The beach vendor looks at me incredulously: “why do you come to the beach if you don’t want to buy anything?” Well, why? To forget the stress of university, to swim, relax in the sun or read a book in the shade. Eat delicious fish in the evening… And just in time for the European autumn, I’ve got a bit of a tan after all. But he doesn’t understand that I like getting a tan either!


Arambol is a rather quiet beach in the north of Goa, with nice restaurants on the beach. The large, clean room costs me only half as much as the wooden shack on the third floor of a concrete block in Mumbai, which was just big enough for the narrow, stained bed and my backpack. The beach here is still in the hand of backpackers and freaks and the season hasn’t really started yet.

It takes two hours by bus to Old Goa, the former capital of the Portuguese colony, which is said to have been almost as magnificent as Lisbon at the end of the 16th century. All that remains are a few large baroque churches.

On Wednesdays, everyone goes to Anjuna for the market, where traders from all over India (and some from elsewhere, European hippies included) sell jewellery, clothes, stones, souvenirs.

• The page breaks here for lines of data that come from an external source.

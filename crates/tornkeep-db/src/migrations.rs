//! Forward-only schema migrations.
//!
//! Each migration is a list of statements applied inside one transaction by
//! [`SchemaManager`](crate::schema::SchemaManager). Versions are dense and
//! start at 1. Once released, a migration's SQL never changes; new shape
//! goes into a new version.
//!
//! All timestamps are unix seconds (UTC) in `INTEGER` columns.

/// One schema migration.
#[derive(Debug, Clone, Copy, PartialEq, Eq)]
pub struct Migration {
    /// Version this migration brings the schema to.
    pub version: i64,
    /// Short description recorded in `schema_version`.
    pub description: &'static str,
    /// Statements executed in order.
    pub statements: &'static [&'static str],
}

/// The migrations shipped with this build, in ascending version order.
pub const MIGRATIONS: &[Migration] = &[
    Migration {
        version: 1,
        description: "initial_schema",
        statements: V1_INITIAL_SCHEMA,
    },
    Migration {
        version: 2,
        description: "summary_tables",
        statements: V2_SUMMARY_TABLES,
    },
    Migration {
        version: 3,
        description: "history_indexes",
        statements: V3_HISTORY_INDEXES,
    },
];

/// Highest version shipped with this build.
pub const LATEST_VERSION: i64 = 3;

/// Bootstrap statement for the version table. Runs outside any migration.
pub const CREATE_SCHEMA_VERSION: &str = r"
CREATE TABLE IF NOT EXISTS schema_version (
    version INTEGER PRIMARY KEY,
    description TEXT NOT NULL,
    applied_at INTEGER NOT NULL
)";

// =============================================================================
// v1: current-state and history tables
// =============================================================================

const V1_INITIAL_SCHEMA: &[&str] = &[
    r"
CREATE TABLE factions (
    faction_id INTEGER PRIMARY KEY,
    name TEXT NOT NULL CHECK (length(trim(name)) > 0),
    tag TEXT,
    leader_id INTEGER,
    co_leader_id INTEGER,
    respect INTEGER CHECK (respect >= 0),
    age INTEGER CHECK (age >= 0),
    best_chain INTEGER CHECK (best_chain >= 0),
    member_count INTEGER CHECK (member_count >= 0),
    created_at INTEGER NOT NULL,
    last_updated INTEGER NOT NULL
)",
    r"
CREATE TABLE players (
    player_id INTEGER PRIMARY KEY,
    name TEXT NOT NULL CHECK (length(trim(name)) > 0),
    level INTEGER CHECK (level >= 1),
    rank TEXT,
    faction_id INTEGER REFERENCES factions(faction_id),
    status_state TEXT,
    status_description TEXT,
    life_current INTEGER CHECK (life_current >= 0),
    life_maximum INTEGER CHECK (life_maximum > 0),
    created_at INTEGER NOT NULL,
    last_updated INTEGER NOT NULL
)",
    r"
CREATE TABLE player_stats_history (
    id INTEGER PRIMARY KEY AUTOINCREMENT,
    player_id INTEGER NOT NULL REFERENCES players(player_id),
    recorded_at INTEGER NOT NULL,
    strength INTEGER CHECK (strength >= 0),
    defense INTEGER CHECK (defense >= 0),
    speed INTEGER CHECK (speed >= 0),
    dexterity INTEGER CHECK (dexterity >= 0),
    total_stats INTEGER CHECK (total_stats >= 0),
    level INTEGER CHECK (level >= 1),
    life_maximum INTEGER CHECK (life_maximum > 0),
    networth INTEGER,
    data_source TEXT
)",
    r"
CREATE TABLE faction_history (
    id INTEGER PRIMARY KEY AUTOINCREMENT,
    faction_id INTEGER NOT NULL REFERENCES factions(faction_id),
    recorded_at INTEGER NOT NULL,
    respect INTEGER CHECK (respect >= 0),
    member_count INTEGER CHECK (member_count >= 0),
    best_chain INTEGER CHECK (best_chain >= 0),
    data_source TEXT
)",
    r"
CREATE TABLE war_status_history (
    id INTEGER PRIMARY KEY AUTOINCREMENT,
    war_id INTEGER NOT NULL,
    war_type TEXT NOT NULL CHECK (war_type IN ('territory', 'ranked')),
    territory_id INTEGER,
    attacking_faction_id INTEGER REFERENCES factions(faction_id),
    defending_faction_id INTEGER REFERENCES factions(faction_id),
    attacking_score INTEGER CHECK (attacking_score >= 0),
    defending_score INTEGER CHECK (defending_score >= 0),
    required_score INTEGER CHECK (required_score >= 0),
    status TEXT CHECK (status IN ('ongoing', 'completed', 'cancelled')),
    started_at INTEGER,
    ends_at INTEGER,
    recorded_at INTEGER NOT NULL,
    data_source TEXT
)",
    r"
CREATE TABLE territory_ownership_history (
    id INTEGER PRIMARY KEY AUTOINCREMENT,
    territory_id INTEGER NOT NULL,
    faction_id INTEGER REFERENCES factions(faction_id),
    sector TEXT,
    coordinates TEXT,
    racket_level INTEGER CHECK (racket_level >= 0),
    racket_type TEXT,
    war_status TEXT CHECK (war_status IN ('none', 'under_attack', 'defending')),
    recorded_at INTEGER NOT NULL,
    data_source TEXT
)",
];

// =============================================================================
// v2: summary tables
// =============================================================================

const V2_SUMMARY_TABLES: &[&str] = &[
    r"
CREATE TABLE player_stats_summary (
    id INTEGER PRIMARY KEY AUTOINCREMENT,
    player_id INTEGER NOT NULL REFERENCES players(player_id),
    period_start INTEGER NOT NULL,
    period_end INTEGER NOT NULL,
    period_type TEXT NOT NULL DEFAULT 'monthly'
        CHECK (period_type IN ('daily', 'weekly', 'monthly')),
    strength_start INTEGER,
    strength_end INTEGER,
    strength_change INTEGER,
    defense_start INTEGER,
    defense_end INTEGER,
    defense_change INTEGER,
    speed_start INTEGER,
    speed_end INTEGER,
    speed_change INTEGER,
    dexterity_start INTEGER,
    dexterity_end INTEGER,
    dexterity_change INTEGER,
    total_stats_start INTEGER,
    total_stats_end INTEGER,
    total_stats_change INTEGER,
    level_start INTEGER,
    level_end INTEGER,
    level_change INTEGER,
    life_maximum_start INTEGER,
    life_maximum_end INTEGER,
    life_maximum_change INTEGER,
    networth_start INTEGER,
    networth_end INTEGER,
    networth_change INTEGER,
    record_count INTEGER NOT NULL CHECK (record_count >= 1),
    created_at INTEGER NOT NULL,
    CHECK (period_end > period_start),
    UNIQUE (player_id, period_start, period_end, period_type)
)",
    r"
CREATE TABLE faction_summary (
    id INTEGER PRIMARY KEY AUTOINCREMENT,
    faction_id INTEGER NOT NULL REFERENCES factions(faction_id),
    period_start INTEGER NOT NULL,
    period_end INTEGER NOT NULL,
    period_type TEXT NOT NULL DEFAULT 'monthly'
        CHECK (period_type IN ('daily', 'weekly', 'monthly')),
    respect_start INTEGER,
    respect_end INTEGER,
    respect_change INTEGER,
    member_count_start INTEGER,
    member_count_end INTEGER,
    member_count_change INTEGER,
    best_chain_start INTEGER,
    best_chain_end INTEGER,
    best_chain_change INTEGER,
    record_count INTEGER NOT NULL CHECK (record_count >= 1),
    created_at INTEGER NOT NULL,
    CHECK (period_end > period_start),
    UNIQUE (faction_id, period_start, period_end, period_type)
)",
    r"
CREATE TABLE war_summary (
    id INTEGER PRIMARY KEY AUTOINCREMENT,
    war_id INTEGER NOT NULL,
    period_start INTEGER NOT NULL,
    period_end INTEGER NOT NULL,
    period_type TEXT NOT NULL DEFAULT 'monthly'
        CHECK (period_type IN ('daily', 'weekly', 'monthly')),
    war_type TEXT NOT NULL CHECK (war_type IN ('territory', 'ranked')),
    territory_id INTEGER,
    attacking_faction_id INTEGER REFERENCES factions(faction_id),
    defending_faction_id INTEGER REFERENCES factions(faction_id),
    attacking_score_start INTEGER,
    attacking_score_end INTEGER,
    attacking_score_change INTEGER,
    defending_score_start INTEGER,
    defending_score_end INTEGER,
    defending_score_change INTEGER,
    status_end TEXT CHECK (status_end IN ('ongoing', 'completed', 'cancelled')),
    winner_faction_id INTEGER REFERENCES factions(faction_id),
    duration_seconds INTEGER CHECK (duration_seconds >= 0),
    record_count INTEGER NOT NULL CHECK (record_count >= 1),
    created_at INTEGER NOT NULL,
    CHECK (period_end > period_start),
    UNIQUE (war_id, period_start, period_end, period_type)
)",
    r"
CREATE TABLE territory_ownership_summary (
    id INTEGER PRIMARY KEY AUTOINCREMENT,
    territory_id INTEGER NOT NULL,
    period_start INTEGER NOT NULL,
    period_end INTEGER NOT NULL,
    period_type TEXT NOT NULL DEFAULT 'monthly'
        CHECK (period_type IN ('daily', 'weekly', 'monthly')),
    faction_id_start INTEGER REFERENCES factions(faction_id),
    faction_id_end INTEGER REFERENCES factions(faction_id),
    ownership_changes INTEGER NOT NULL CHECK (ownership_changes >= 0),
    days_owned INTEGER NOT NULL CHECK (days_owned >= 0),
    racket_level_start INTEGER,
    racket_level_end INTEGER,
    racket_level_change INTEGER,
    record_count INTEGER NOT NULL CHECK (record_count >= 1),
    created_at INTEGER NOT NULL,
    CHECK (period_end > period_start),
    UNIQUE (territory_id, period_start, period_end, period_type)
)",
];

// =============================================================================
// v3: indexes
// =============================================================================

const V3_HISTORY_INDEXES: &[&str] = &[
    "CREATE INDEX idx_players_faction ON players(faction_id)",
    "CREATE INDEX idx_players_last_updated ON players(last_updated)",
    "CREATE INDEX idx_factions_last_updated ON factions(last_updated)",
    "CREATE INDEX idx_player_stats_player_time ON player_stats_history(player_id, recorded_at)",
    "CREATE INDEX idx_player_stats_time ON player_stats_history(recorded_at)",
    "CREATE INDEX idx_faction_history_faction_time ON faction_history(faction_id, recorded_at)",
    "CREATE INDEX idx_faction_history_time ON faction_history(recorded_at)",
    "CREATE INDEX idx_war_status_war_time ON war_status_history(war_id, recorded_at)",
    "CREATE INDEX idx_war_status_territory ON war_status_history(territory_id, recorded_at)",
    "CREATE INDEX idx_war_status_time ON war_status_history(recorded_at)",
    "CREATE INDEX idx_territory_territory_time ON territory_ownership_history(territory_id, recorded_at)",
    "CREATE INDEX idx_territory_faction ON territory_ownership_history(faction_id, recorded_at)",
    "CREATE INDEX idx_territory_time ON territory_ownership_history(recorded_at)",
    "CREATE INDEX idx_player_stats_summary_period ON player_stats_summary(period_type, period_start)",
    "CREATE INDEX idx_faction_summary_period ON faction_summary(period_type, period_start)",
    "CREATE INDEX idx_war_summary_period ON war_summary(period_type, period_start)",
    "CREATE INDEX idx_war_summary_territory ON war_summary(territory_id, period_start)",
    "CREATE INDEX idx_territory_summary_period ON territory_ownership_summary(period_type, period_start)",
    "CREATE INDEX idx_territory_summary_owner ON territory_ownership_summary(faction_id_end, period_start)",
];

#[cfg(test)]
mod tests {
    use super::*;

    #[test]
    fn versions_are_dense_and_ascending() {
        for (expected, migration) in (1_i64..).zip(MIGRATIONS) {
            assert_eq!(migration.version, expected);
            assert!(!migration.statements.is_empty());
        }
        assert_eq!(MIGRATIONS.last().map(|m| m.version), Some(LATEST_VERSION));
    }
}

Trance blares from the speakers on every corner and the percentage of hippies and freaks is quite high – this used to be the place to see and be seen. I was told that most of the cheap-and-kitsch souvenirs are made in China. In the evenings, and this too is typical for Goa, I ride in the back of a scooter through Anjuna and Vagator, from one party to the next. Since parties have been banned in public, e.g. on the beach, some of the flair and cult factor has certainly been lost. Only occasionally are there still parties on the beach, thanks to Baksheesh. However, we spend the night in two clubs that have something of a Goa party about them, but it is still a club. The bigger one stretches down the cliff over several terraces to the sea. Upstairs I dance the night away, downstairs women sitting on carpets under palm trees are selling chai. One, however, gets a bit annoying after I and 2 others remain sitting afterwards without consuming anything.

The restaurants here all have the same menu (fish, Italian, Chinese and Tandoori Chicken). Food from Goa is hard to find. Very few who work here are from here, instead from all over India, Nepal, Singapore …

Meanwhile, I’m in Palolem, a crescent-shaped picture-book beach in South Goa. But there are also some typical resort tourists here, there are deckchairs and umbrellas in some places and it’s much more crowded – but I’m going on to Kerala tomorrow anyway.

It’s a bit strange that there are cows on all the beaches. Yesterday there were as many as on an alpine meadow. In Arambol, I watched a cow stick its head into a backpack, it chewed a big pack of chewing gum and swallowed it. Then she came over to me, stared at me and started drooling.